The government has announced the new ‘Night Flying Restrictions at Heathrow, Gatwick and Stansted’. These will apply from winter 2006/07 to summer 2012.

On 6 June 06, the government announced the new ‘Night Flying Restrictions at Heathrow, Gatwick and Stansted’. These will apply from winter 2006/07 to summer 2012.

There are some modest changes from the present regime and some things stay the same:

  • The definition of night stays the same.
  • The noisiest planes – ‘QC4’ – will have a scheduling ban imposed.
  • A new band – ‘QC/0.25′ – will be introduced to capture quieter planes that were previously exempt.
  • The ‘noise quota’ will be reduced progressively over the next 6 years by between 1% and 13% according to airport and season.
  • The current limits on movements will be retained (but see below).

The new regime is something of a relief, particularly for people living near Heathrow.

The government had earlier forced through a clause in the Civil Aviation Bill which allowed it to dispense with any limit on movements and rely just on the noise quota. We understand the government did a deal with the rebel Labour MPs who had opposed this change in 2005. If exchange for their acquiesence on the principle of getting rid of a movements limit, they would keep them in operation until the next review period (2012/13).
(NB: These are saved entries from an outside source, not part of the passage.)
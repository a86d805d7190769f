//! JWT session token verification.
//!
//! Session tokens are created by the frontend auth layer with the shared `secret_key`; this
//! service verifies them and recovers the user identity. Token creation exists here for the
//! shared-contract tests and tooling, not for any login flow of its own.

use chrono::Utc;
use jsonwebtoken::{DecodingKey, EncodingKey, Header, Validation, decode, encode};
use serde::{Deserialize, Serialize};

use crate::{api::models::users::CurrentUser, config::Config, errors::Error, types::UserId};

/// JWT session claims
#[derive(Debug, Serialize, Deserialize)]
pub struct SessionClaims {
    pub sub: UserId,   // Subject (user ID)
    pub email: String, // User email
    pub exp: i64,      // Expiration time
    pub iat: i64,      // Issued at
}

impl SessionClaims {
    /// Create new session claims for a user
    pub fn new(user: &CurrentUser, config: &Config) -> Self {
        let now = Utc::now();
        let exp = now + config.auth.security.jwt_expiry;

        Self {
            sub: user.id,
            email: user.email.clone(),
            exp: exp.timestamp(),
            iat: now.timestamp(),
        }
    }
}

impl From<SessionClaims> for CurrentUser {
    fn from(claims: SessionClaims) -> Self {
        Self {
            id: claims.sub,
            email: claims.email,
        }
    }
}

/// Create a JWT token for a user session
pub fn create_session_token(user: &CurrentUser, config: &Config) -> Result<String, Error> {
    let claims = SessionClaims::new(user, config);
    let secret_key = config.secret_key.as_ref().ok_or_else(|| Error::Internal {
        operation: "JWT sessions: secret_key is required".to_string(),
    })?;

    let key = EncodingKey::from_secret(secret_key.as_bytes());
    encode(&Header::default(), &claims, &key).map_err(|e| Error::Internal {
        operation: format!("create JWT: {e}"),
    })
}

/// Verify and decode a JWT session token
pub fn verify_session_token(token: &str, config: &Config) -> Result<CurrentUser, Error> {
    let secret_key = config.secret_key.as_ref().ok_or_else(|| Error::Internal {
        operation: "JWT sessions: secret_key is required".to_string(),
    })?;

    let key = DecodingKey::from_secret(secret_key.as_bytes());
    let validation = Validation::default();

    let token_data = decode::<SessionClaims>(token, &key, &validation).map_err(|e| match e.kind() {
        // Client errors (401) - malformed tokens, invalid claims, expired tokens
        jsonwebtoken::errors::ErrorKind::InvalidToken
        | jsonwebtoken::errors::ErrorKind::InvalidSignature
        | jsonwebtoken::errors::ErrorKind::ExpiredSignature
        | jsonwebtoken::errors::ErrorKind::MissingRequiredClaim(_)
        | jsonwebtoken::errors::ErrorKind::InvalidIssuer
        | jsonwebtoken::errors::ErrorKind::InvalidAudience
        | jsonwebtoken::errors::ErrorKind::InvalidSubject
        | jsonwebtoken::errors::ErrorKind::ImmatureSignature
        | jsonwebtoken::errors::ErrorKind::Base64(_)
        | jsonwebtoken::errors::ErrorKind::InvalidAlgorithm => Error::Unauthenticated { message: None },

        // Server errors (500) - key issues, internal failures
        jsonwebtoken::errors::ErrorKind::InvalidEcdsaKey
        | jsonwebtoken::errors::ErrorKind::InvalidRsaKey(_)
        | jsonwebtoken::errors::ErrorKind::RsaFailedSigning
        | jsonwebtoken::errors::ErrorKind::InvalidAlgorithmName
        | jsonwebtoken::errors::ErrorKind::InvalidKeyFormat
        | jsonwebtoken::errors::ErrorKind::MissingAlgorithm
        | jsonwebtoken::errors::ErrorKind::Json(_)
        | jsonwebtoken::errors::ErrorKind::Utf8(_)
        | jsonwebtoken::errors::ErrorKind::Crypto(_) => Error::Internal {
            operation: format!("JWT verification: {e}"),
        },

        // Catch-all for any future error variants (default to server error for safety)
        _ => Error::Internal {
            operation: format!("JWT verification (unknown error): {e}"),
        },
    })?;

    Ok(CurrentUser::from(token_data.claims))
}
The deal seems to have been successful for the government. There were only 6 rebel Labour MP and only two are anywhere near the airports (Heathrow).

Voting with the government, ie in favour of removing the limits were:
Piara Khabra – Ealing Southall
Ann Keen – Brentford & Isleworth
Alan Keen – Feltham & Heston
Tony McNulty – Harrow East
Gareth Thomas – Harrow West

Voting against the government were:
John Mcdonnell – Hayes & Harlington
Jeremy Corbyn – Islington North

Not present or did not vote were:
Steve Pound – Ealing North
Andrew Slaughter – Ealing, Acton and Shepherd’s Bush
Dawn Butler – Brent South

Conservatives and LibDems all voted against the removal of a movements limit.

Overall, this is fairly good news in the short term. A phasing out of night flights is what most people wanted, but this this was not realistically expected and there were fears that with this government’s pro-industry bias, the regime could have become worse.

In the medium to long term it is bad news.
The government has left a ‘time bomb’ of unlimited night flights which could go off in 2012 even if the present government and MPs have gone. It has gratuitously given the industry a major advantage over local residents when the next review comes up.